The third section of a scientific article is the results section, and this is the section that everyone cares most about. This is just a pure tabulation of what results were achieved, and as such it is the least open to manipulation, assuming the researchers haven’t faked the numbers... I think most researchers are honest...

There is however one blatant manipulation of the results that happens frequently. I am talking about cherry picking of the time point at which a scientific study is ended... If the results are promising, they will often choose to stop the study at that point, and claim that the results were “so good that it would have been unethical to go on”. The problem is that the results become garbage from a statistical standpoint... . Never trust the results of a study that stopped early.

...The fourth section of a scientific article is the discussion section, and like the introduction section it can mostly be skipped through. Considering how competitive the scientific research field is, and how much money is often at stake, researchers will use the discussion section to try to sell the importance of their research, and if they are selling a drug, to make the drug sound as good as possible.

In conclusion, focus on the method section and the results section...

Final words

My main take-home is that you should always be skeptical. Never trust a result just because it comes from a scientific study. Most scientific studies are low quality and contribute nothing to the advancement of human knowledge. Always look at the method used. Always look at who funded the study and what conflicts of interest there were.

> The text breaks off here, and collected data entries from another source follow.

//! Brevo Delivery Worker
//!
//! Sends one templated email through the full delivery pipeline (safety
//! policies, queue, worker with retries) and waits for the outcome.

use brevo_mailer::{
    DeliveryDispatcher, DeliveryJob, DeliveryProcessor, Mailer, Params, SafetyConfigSource,
    TransactionalEmailApi,
};
use eyre::{Result, WrapErr, eyre};
use job_runner::{JobWorker, MemoryQueue, Outcome, WorkerConfig};
use std::sync::Arc;
use tracing::info;

mod email;

pub use email::{TemplateEmail, parse_recipient};

/// Queue name used for logs and metric labels
pub const QUEUE_NAME: &str = "brevo_emails";

/// How a delivery ended
#[derive(Debug, Clone, PartialEq, Eq)]
pub struct DeliveryReport {
    pub job_id: String,
    pub attempts: u32,
}

/// Dispatch `email` and drive its job until it succeeds or fails for good.
///
/// Transient API failures are retried on the job's backoff schedule; the
/// returned error carries the terminal `JobError` otherwise.
pub async fn deliver_and_wait<A>(
    email: &TemplateEmail,
    api: A,
    safety: Arc<dyn SafetyConfigSource>,
) -> Result<DeliveryReport>
where
    A: TransactionalEmailApi + 'static,
{
    let config = WorkerConfig::new(QUEUE_NAME);
    let (queue, mut receiver) = MemoryQueue::<DeliveryJob>::new(&config);
    let queue = Arc::new(queue);

    let worker = JobWorker::new(queue.clone(), DeliveryProcessor::new(api), config);
    let mailer = Mailer::new(DeliveryDispatcher::new(queue), safety);

    let job_id = mailer
        .deliver(email)
        .await
        .wrap_err("Failed to dispatch email")?;

    while let Some(next) = receiver.recv().await {
        let job = next.wrap_err("Failed to decode delivery job")?;

        let outcome = worker
            .execute(&job)
            .await
            .wrap_err_with(|| format!("Delivery of job {job_id} failed"))?;

        match outcome {
            Outcome::Succeeded => {
                return Ok(DeliveryReport {
                    job_id,
                    attempts: job.attempt,
                });
            }
            Outcome::Rescheduled {
                next_attempt,
                delay,
            } => {
                info!(
                    job_id = %job_id,
                    next_attempt = %next_attempt,
                    delay_secs = %delay.as_secs_f64(),
                    "Waiting for retry"
                );
            }
        }
    }

    Err(eyre!("Queue closed before job {job_id} finished"))
}

/// Parse `--params` JSON. Must be an object; absent means no params.
pub fn parse_params(raw: Option<&str>) -> Result<Params> {
    let Some(raw) = raw else {
        return Ok(Params::new());
    };

    match serde_json::from_str(raw).wrap_err("Invalid --params JSON")? {
        serde_json::Value::Object(params) => Ok(params),
        other => Err(eyre!("--params must be a JSON object, got {other}")),
    }
}

#[cfg(test)]
mod tests {
    use super::*;
    use brevo_mailer::{MockTransactionalApi, Recipient, SafetyConfig};

    fn email() -> TemplateEmail {
        TemplateEmail {
            template_id: 42,
            to: vec![Recipient::new("user@example.com")],
            reply_to: None,
            params: parse_params(Some(r#"{"name": "Ada"}"#)).unwrap(),
        }
    }

    #[test]
    fn test_parse_params() {
        assert!(parse_params(None).unwrap().is_empty());
        assert_eq!(parse_params(Some(r#"{"a": 1}"#)).unwrap()["a"], 1);
        assert!(parse_params(Some("[1, 2]")).is_err());
        assert!(parse_params(Some("{oops")).is_err());
    }

    #[tokio::test]
    async fn test_deliver_and_wait_success() {
        let api = MockTransactionalApi::new();

        let report = deliver_and_wait(&email(), api.clone(), Arc::new(SafetyConfig::unrestricted()))
            .await
            .unwrap();

        assert_eq!(report.attempts, 1);
        assert!(api.was_sent_to("user@example.com").await);
    }

    #[tokio::test(start_paused = true)]
    async fn test_deliver_and_wait_retries_api_errors() {
        let api = MockTransactionalApi::failing_times(2, 503, "unavailable");

        let report = deliver_and_wait(&email(), api.clone(), Arc::new(SafetyConfig::unrestricted()))
            .await
            .unwrap();

        assert_eq!(report.attempts, 3);
        assert_eq!(api.sent_count().await, 1);
    }

    #[tokio::test(start_paused = true)]
    async fn test_deliver_and_wait_gives_up_after_five_attempts() {
        let api = MockTransactionalApi::failing(503, "unavailable");

        let err = deliver_and_wait(&email(), api.clone(), Arc::new(SafetyConfig::unrestricted()))
            .await
            .unwrap_err();

        assert!(err.to_string().contains("failed"));
        assert_eq!(api.attempts(), 5);
    }

    #[tokio::test]
    async fn test_deliver_and_wait_stops_on_unexpected_error() {
        let api = MockTransactionalApi::unexpected("boom");

        let result =
            deliver_and_wait(&email(), api.clone(), Arc::new(SafetyConfig::unrestricted())).await;

        assert!(result.is_err());
        assert_eq!(api.attempts(), 1);
    }
}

WIND: scientific studies around medicine and human health are so dangerous to health and the economy (e.g., statins) that a legal framework should be established that requires full disclosure of data*, independent confirmatory analysis, and severe penalties (jail time) for undisclosed conflicts of interest or business relationships. The stringency should be no less tight than for financial companies.

But since Congress and the “news” and the FDA are in the pockets of Big Pharma, don’t expect any integrity to emerge anytime soon.

* In some cases, even the researchers are denied access to the data by Big Pharma. That should be flat-out illegal. Furthermore, data used to justify any drug or treatment FDA approval should be required to be fully disclosed in the public domain to any part interested in it.